L'industrie génétique et informatique étant désormais lancée sans possibilité de retour, l'utilité de la préservation de la personne apparaît évidente, et sa salubrité écologiquement très probable.
Les régimes politiques autorisent cette industrie aux administrations et multi-nationales mais laissent une marge étroite aux individus sans pour autant condamner les principes de liberté à l'origine de la civilisation - si étroite que tout ce qui concerne la génétique est à priori interdit à la personne physique, selon la loi française qui autorise néanmoins le stockage sans déchiffrage du génome.
A l'opposé de ces restrictions, les volontés de la personne transmises à des avatars virtuels sont relativement libres voire encouragées (jeu de rôle en ligne, programmation de réalité virtuelle). Le clonage informatique de la personne virtuelle dans un environnement d'intelligence artificielle donne la possibilité légale de prolongation des oeuvres d'une vie.

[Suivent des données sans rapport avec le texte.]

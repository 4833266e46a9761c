#[cfg(feature = "bevy")]
mod bevy_adapter;

mod errors;
mod store;

#[cfg(feature = "bevy")]
pub use bevy_adapter::*;

pub use errors::SettingsError;
pub use store::{SettingsStore, SettingsStoreBuilder};

use serde::{Serialize, de::DeserializeOwned};

/// A typed section of the settings file.
///
/// The effective value of a section is its `Default` merged with whatever
/// delta the settings file carries under `SECTION`.
pub trait Settings: Default + Serialize + DeserializeOwned + Send + Sync + 'static {
    const SECTION: &'static str;
}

Ces mondes parallèles ( dénommés Métavers ) sont propices à constituer un mode dynamique de préservation de la mémoire. Au cours du recensement des techniques de conservation, le monde de Second-Life * a été choisi par Cyberontime pour loger un laboratoire de mémoire persistante : des avatars sont constitués et animés par une personne vivante, puis prolongés après son décès - techniquement animés par l'Intelligence Artificielle et moralement gérés par son association tutélaire.